Zu diesem Zeitpunkt hatte sich der Begriff – bereits seit der Epoche der Aufklärung – in etlichen deutschsprachigen literarischen Werken manifestiert. Bis heute haben sich in Deutschland Redewendungen wie „Hier geht es zu wie bei den Hottentotten!“ erhalten, zum Beispiel nannte Marius Müller-Westernhagen sein 2011er Live-Album „Hottentottenmusik“. Die Wendungen sollen einen Mangel an räumlicher beziehungsweise musikalischer Ordnung zum Ausdruck bringen.

Zusammengesetzte Wörter

Eine Pflanzengattung der Mittagsblumengewächse, Carpobrotus, wird auch als „Hottentottenfeigen“ bezeichnet; eine Art der Kupfergoldmulle aus dem südöstlichen Südafrika heißt Hottentotten-Goldmull (Amblysomus hottentotus), ebenfalls in Afrika beheimatet ist die Hottentottenente (Anas hottentota), eine Meerbrassenart genannt Pachymetopon blochii ist als „Hottentottfisch“ auch im Deutschen bekannt geworden. Weiterhin gilt noch das Kompositum der Hottentottenfliege, ein Wollschweber. Darüber hinaus gibt es eine Gattung von Skorpionen mit dem wissenschaftlichen Namen Hottentotta. Dazu gehört zum Beispiel der Hottentotta tamulus.
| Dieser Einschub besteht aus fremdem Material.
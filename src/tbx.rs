// SPDX-License-Identifier: MIT
//!
//! Extract bilingual term pairs from TBX
//!

use crate::error::{Error, Result};
use crate::xml::{Element, XmlError};

/// TBX-Basic default namespace
pub const TBX_NS: &str = "urn:iso:std:iso:30042:ed-2";

/// `xml:lang` attribute in Clark notation
const XML_LANG: &str = "{http://www.w3.org/XML/1998/namespace}lang";

/// Source and target language codes, compared verbatim with `xml:lang`
#[derive(Clone, Debug, PartialEq, Eq)]
pub struct LanguagePair {
    pub source: String,
    pub target: String,
}

impl LanguagePair {
    pub fn new<S: Into<String>, T: Into<String>>(source: S, target: T) -> Self {
        Self {
            source: source.into(),
            target: target.into(),
        }
    }
}

impl Default for LanguagePair {
    fn default() -> Self {
        Self::new("en", "es")
    }
}

/// One line of the output glossary
#[derive(Clone, Debug, PartialEq, Eq)]
pub struct GlossaryRow {
    pub source_term: String,
    pub target_term: String,
}

/// Tag names used for lookups, decided once from the root element
struct TbxTags {
    term_entry: String,
    lang_set: String,
    tig: String,
    term: String,
}

impl TbxTags {
    fn for_root(root: &Element) -> Self {
        // Some exports declare the TBX namespace, others omit it
        let prefix = if root.is_namespaced() {
            format!("{{{}}}", TBX_NS)
        } else {
            String::new()
        };

        Self {
            term_entry: format!("{}termEntry", prefix),
            lang_set: format!("{}langSet", prefix),
            tig: format!("{}tig", prefix),
            term: format!("{}term", prefix),
        }
    }
}

/// Read TBX file and extract term pairs for `langs`
pub fn read_tbx_file<P: AsRef<std::path::Path>>(
    tbx_path: P,
    langs: &LanguagePair,
) -> Result<Vec<GlossaryRow>> {
    let tbx_path = tbx_path.as_ref();
    let buf = std::fs::read(tbx_path).map_err(|e| Error::input(tbx_path, e))?;
    log::debug!("Read {} bytes from {:?}", buf.len(), tbx_path);

    let root = Element::parse(&buf).map_err(|e| Error::MalformedXml {
        path: tbx_path.to_path_buf(),
        source: e,
    })?;
    Ok(extract_rows(&root, langs))
}

/// Parse TBX text and extract term pairs for `langs`
pub fn parse_tbx_str(
    tbx_text: &str,
    langs: &LanguagePair,
) -> std::result::Result<Vec<GlossaryRow>, XmlError> {
    let root = Element::parse(tbx_text.as_bytes())?;
    Ok(extract_rows(&root, langs))
}

/// Extract term pairs from a parsed TBX document, in document order
///
/// An entry yields a row only if it has a term for both languages.
/// Other entries are skipped without error.
pub fn extract_rows(root: &Element, langs: &LanguagePair) -> Vec<GlossaryRow> {
    let tags = TbxTags::for_root(root);
    let entries = root.descendants_named(&tags.term_entry);

    let rows = entries
        .iter()
        .enumerate()
        .filter_map(|(idx, entry)| {
            let terms = entry_terms(entry, &tags);
            let source = terms.get(langs.source.as_str()).copied().flatten();
            let target = terms.get(langs.target.as_str()).copied().flatten();
            match (source, target) {
                (Some(source), Some(target)) => Some(GlossaryRow {
                    source_term: source.to_string(),
                    target_term: target.to_string(),
                }),
                _ => {
                    log::trace!(
                        "termEntry #{} skipped, no {}/{} pair",
                        idx,
                        langs.source,
                        langs.target
                    );
                    None
                }
            }
        })
        .collect::<Vec<_>>();

    log::debug!(
        "{} of {} termEntry elements have {}/{} terms",
        rows.len(),
        entries.len(),
        langs.source,
        langs.target
    );
    rows
}

/// Map language code => first tig/term text of one termEntry
///
/// A langSet without term text maps to `None`. When a language repeats,
/// the last langSet wins.
fn entry_terms<'a>(
    entry: &'a Element,
    tags: &'a TbxTags,
) -> std::collections::HashMap<&'a str, Option<&'a str>> {
    let mut terms = std::collections::HashMap::new();

    for lang_set in entry.children_named(&tags.lang_set) {
        let lang = match lang_set.attr(XML_LANG) {
            Some(lang) if !lang.is_empty() => lang,
            _ => continue,
        };
        let term = lang_set
            .children_named(&tags.tig)
            .find_map(|tig| tig.children_named(&tags.term).next())
            .and_then(|term| term.text());

        if terms.insert(lang, term).is_some() {
            log::debug!("termEntry repeats langSet {:?}, using the last one", lang);
        }
    }

    terms
}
Aus dem 19. Jahrhundert, der Blütezeit der Rassentheorien, die unter anderem biologistisch begründet wurden, stammen auch Bezeichnungen wie Hottentottenschürze für vergrößerte Labien und Hottentottensteiß für ein prominentes Gesäß („Steatopygie“). Mit der Zuordnung solcher körperlicher Merkmale zu einem afrikanischen Volk verbanden viele damalige europäische Zeitgenossen ein besonderes Maß an Wollust und Laszivität. Sarah Baartman wurde in Großbritannien als Hottentot Venus und in Frankreich als Vénus hottentote ausgestellt. Heute ist bekannt, dass die genannten anatomischen Phänomene auch bei anderen genetisch ähnlichen Phänotypen vorkommen.

Die deutsche Reichstagswahl 1907 nach dem Krieg in Südwestafrika mit dem Völkermord an den Herero und Nama wurde als „Hottentottenwahl“ bezeichnet.